The National Company Law Appellate Tribunal (NCLAT) has ordered an interim stay on a specific section of the Kolkata National Company Law Tribunal (NCLT) order that had restricted any action by the Reserve Bank of India (RBI) against the Srei group.
RBI had moved the appellate tribunal challenging the 30 December order that allowed Srei to skip repayments between 1 January and 30 June.
“In paragraph 34 of the impugned order following direction is stayed till pendency of this appeal,” the NCLAT said in an order on 31 March.

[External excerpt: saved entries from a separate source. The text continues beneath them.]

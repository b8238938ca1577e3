//! Run records — the canonical output handed to leaderboard and
//! persistence collaborators.

use chrono::{DateTime, Utc};
use serde::{Deserialize, Serialize};

/// Current schema version for persisted records.
pub const SCHEMA_VERSION: u32 = 1;

fn default_schema_version() -> u32 {
    SCHEMA_VERSION
}

/// Complete metrics record of one successful run.
#[derive(Debug, Clone, PartialEq, Serialize, Deserialize)]
pub struct RunRecord {
    /// Schema version for forward-compatible deserialization.
    #[serde(default = "default_schema_version")]
    pub schema_version: u32,
    /// Content-addressed run identifier (config + dataset).
    pub run_id: String,
    /// Primary leaderboard score; currently the Sharpe ratio.
    pub score: f64,
    pub sharpe_ratio: f64,
    /// Realized plus unrealized profit: final NAV minus initial cash.
    pub pnl: f64,
    /// Total return in percent.
    pub percent_return: f64,
    /// Most negative drawdown of the cumulative-return series.
    pub max_drawdown: f64,
    pub final_nav: f64,
    /// Sorted product universe the run traded over.
    pub universe: Vec<String>,
    pub batches_run: usize,
    /// Batches whose strategy callback failed and was isolated.
    pub failed_batches: usize,
    pub timestamp: DateTime<Utc>,
    /// Wall-clock duration, measured after the run completed. Supervisory
    /// information only; nothing is enforced mid-run.
    pub duration_secs: f64,
}

/// Fatal-error record for a run that never produced a score.
#[derive(Debug, Clone, PartialEq, Serialize, Deserialize)]
pub struct FailureRecord {
    #[serde(default = "default_schema_version")]
    pub schema_version: u32,
    pub error: String,
    pub timestamp: DateTime<Utc>,
}

impl FailureRecord {
    pub fn new(error: impl Into<String>) -> Self {
        Self {
            schema_version: SCHEMA_VERSION,
            error: error.into(),
            timestamp: Utc::now(),
        }
    }
}

/// A run yields exactly one of these: a complete metrics record or a
/// fatal-error record. There is no partial score.
#[derive(Debug, Clone, PartialEq, Serialize, Deserialize)]
#[serde(tag = "status", rename_all = "snake_case")]
pub enum RunOutcome {
    Completed(RunRecord),
    Failed(FailureRecord),
}

impl RunOutcome {
    pub fn from_result<E: std::fmt::Display>(result: Result<RunRecord, E>) -> Self {
        match result {
            Ok(record) => Self::Completed(record),
            Err(err) => Self::Failed(FailureRecord::new(err.to_string())),
        }
    }

    pub fn score(&self) -> Option<f64> {
        match self {
            Self::Completed(record) => Some(record.score),
            Self::Failed(_) => None,
        }
    }

    pub fn schema_version(&self) -> u32 {
        match self {
            Self::Completed(record) => record.schema_version,
            Self::Failed(failure) => failure.schema_version,
        }
    }

    pub fn is_completed(&self) -> bool {
        matches!(self, Self::Completed(_))
    }
}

Paragraph 34 of the Kolkata NCLT order had said that “…all governmental or regulatory authorities shall be estopped from taking any coercive steps including reporting in any form and/or changing the account status of the company…”
To be sure, RBI is not the first institution to appeal against the Kolkata tribunal order. Rating agencies had appealed against a portion of the order that restricted them from considering non-payment of dues by the company as a default.
On 2 March, the appellate tribunal in New Delhi passed an interim order staying that part of the order till 5 April. Brickwork Ratings and several others had separately moved NCLAT against the NCLT order. Care Ratings recently downgraded Srei’s ratings for ₹29,240.3 crore debt to “default”, after this favourable NCLAT order in a separate case it filed along with others.
Meanwhile, debenture trustees Axis Trustee Services Ltd and Catalyst Trusteeship Ltd, which represent bondholders, have also jointly moved the tribunal against the order, which has impacted retail and institutional investors alike.
Kolkata-based Srei group was in December granted a moratorium on repayments by NCLT’s Kolkata bench from 1 January to 30 June. Under the scheme of arrangement, the company has proposed to make repayments to various categories of debenture holders over an extended period. Srei Equipment Finance Limited (SEFL) said on 31 March that it has received expressions of interest from overseas investors for a proposed round of capital infusion.